West of the Rockies, you're on the air.
Hi.
Hi, this is John from Spokane.
Hi, John.
Hi.
I just thought of something.
The descriptions you're giving, smoking, smoke coming out of Bushes and stuff.
Yeah.
It's starting to sound like what pot smokers go through.
A little bit, yes.
A little bit, I suppose so.
And I'm thinking this is going to make people who smoke tobacco kind of, well, realize what it's like to smoke pot, in essence.
Well, I suppose they'll get a taste of it, so to speak.
Yeah.
And I think that a lot of the smokers I don't know, but I can imagine an awful lot of tobacco smokings in the next couple of weeks or months.
You mean civil disobedience?
and back over them
and uh... i wonder if you're allowed to smoke in a mesa jail
probably not huh i don't know but i can imagine an awful lot of
uh... tobacco smokin' in the next uh...
couple of weeks or months you mean civil disobedience? yeah you know like uh...
hundreds of thousands well maybe hundreds of smokers smoking lighting up so to speak
uh... in front of the police station And saying, we want to turn ourselves in.
Here are my cigarettes.
Cuff me.
Well, you know, maybe if there were 2,000 smokers lighting up in front of a jail that had 150, 200 cells, and we want to turn ourselves in.
You know, smokers from around the country busing in.
Just a thought.
Yes, that's a good one, sir.
Thank you.
We need that question answered.
Can you smoke in a Mesa jail?
If you are arrested as a smoker, you know, after the $200 fine or whatever, and then you're thrown in the Mesa pokey, can you smoke there?
Probably not, huh?
Or is it hypocritical?
Can you have a smoke in the Mesa jail?
Who knows?
West, no, make that wild card line.
You're on the air.
Hey, Rick Meister Gerhardt, Oakland, California.
Yes, Mike Meister.
I recognize what this last guy was saying.
As a pot smoker myself, but not ever a tobacco smoker, I can attest to the fact that your aim improves considerably after a couple of tokes.
You know, I don't know what it does after tobacco, but that guy had a good point.
And I think that, you know, smokers' rights, people, no matter what they smoke, we can all sort of join hands and march arm-in-arm down the street to defeat the fascist police state.

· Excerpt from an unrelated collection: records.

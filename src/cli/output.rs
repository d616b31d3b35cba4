//! Output formatting utilities for the CLI.

use comfy_table::{presets, Attribute, Cell, ContentArrangement, Table};
use serde::Serialize;

pub trait CommandOutput: Serialize {
    fn to_human(&self) -> String;
    fn to_json(&self) -> serde_json::Value;
}

pub fn output<T: CommandOutput>(result: &T, json_mode: bool) {
    if json_mode {
        println!("{}", serde_json::to_string_pretty(&result.to_json()).unwrap_or_default());
    } else {
        println!("{}", result.to_human());
    }
}

/// Condensed table with a bold header row.
pub fn table_with_header(header: &[&str]) -> Table {
    let mut table = Table::new();
    table
        .load_preset(presets::UTF8_FULL_CONDENSED)
        .set_content_arrangement(ContentArrangement::Dynamic)
        .set_header(
            header
                .iter()
                .map(|title| Cell::new(title).add_attribute(Attribute::Bold))
                .collect::<Vec<_>>(),
        );
    table
}

/// Render an optional percentage, `-` when undefined.
pub fn format_percentage(value: Option<u8>) -> String {
    value.map_or_else(|| "-".to_string(), |p| format!("{p}%"))
}

/// Truncate a string to a maximum length, appending "..." if truncated.
pub fn truncate(s: &str, max_len: usize) -> String {
    if s.chars().count() <= max_len {
        s.to_string()
    } else {
        let kept: String = s.chars().take(max_len.saturating_sub(3)).collect();
        format!("{kept}...")
    }
}

#[cfg(test)]
mod tests {
    use super::*;

    #[test]
    fn test_format_percentage() {
        assert_eq!(format_percentage(Some(33)), "33%");
        assert_eq!(format_percentage(None), "-");
    }

    #[test]
    fn test_truncate() {
        assert_eq!(truncate("short", 10), "short");
        assert_eq!(truncate("a much longer note", 10), "a much ...");
    }

    #[test]
    fn test_table_with_header_renders_titles() {
        let mut table = table_with_header(&["Song", "Completion"]);
        table.add_row(vec!["1", "50%"]);
        let rendered = table.to_string();
        assert!(rendered.contains("Song"));
        assert!(rendered.contains("50%"));
    }
}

Remember, fascists are leftists.
To defeat the fascist police state.
And, hey, I'm also not surprised that this might have something to do with a religion, i.e., the Mormons.
Think so?
I, uh, this is the gist that I got, that, you know, the Mormons are no smoking, no drinking.
Well, they are, that's for sure.
Uh, and the guy that said that Mesa is heavily Mormonized, I, you know, this doesn't surprise me at all.
Well, it does, it does.
Alright, Hypemeister, thank you.
It does surprise me.
I mean, to me, it's going too far.
Too far?
Too far?
East of the Rockies, you're on the air.
Hello?
Hello, hello?
Yeah, through this.
Turn that radio down.
All right.
Yeah, through this.
Who are you expecting?
R Bell.
Bingo.
Yes, I just wanted to tell you that this is Kevin out of Pulaski, Tennessee.
Pulaski, Tennessee.
I was going to guess that.
You've got a great show, and I've always enjoyed it.
I've been listening to you for the last three years.
Yes, sir.
And I've really enjoyed your show.
Well, that's basically what I wanted to tell you.
Well, I'll tell you what.
I have never had Pulaski, Tennessee take the honors before.
In fact, I've never even had a call from Pulaski, Tennessee, now that I think about it.
Do you know what the honors are?
Yes, I do.
Well, do it.
Goodnight, America.
From Pulaski, Tennessee, he says, goodnight, America.
And from the high desert, I just can't believe it.
Mesa, Arizona.
They've gone crazy down there.
Oh, well.
From the high desert, where you can still smoke them if you got them.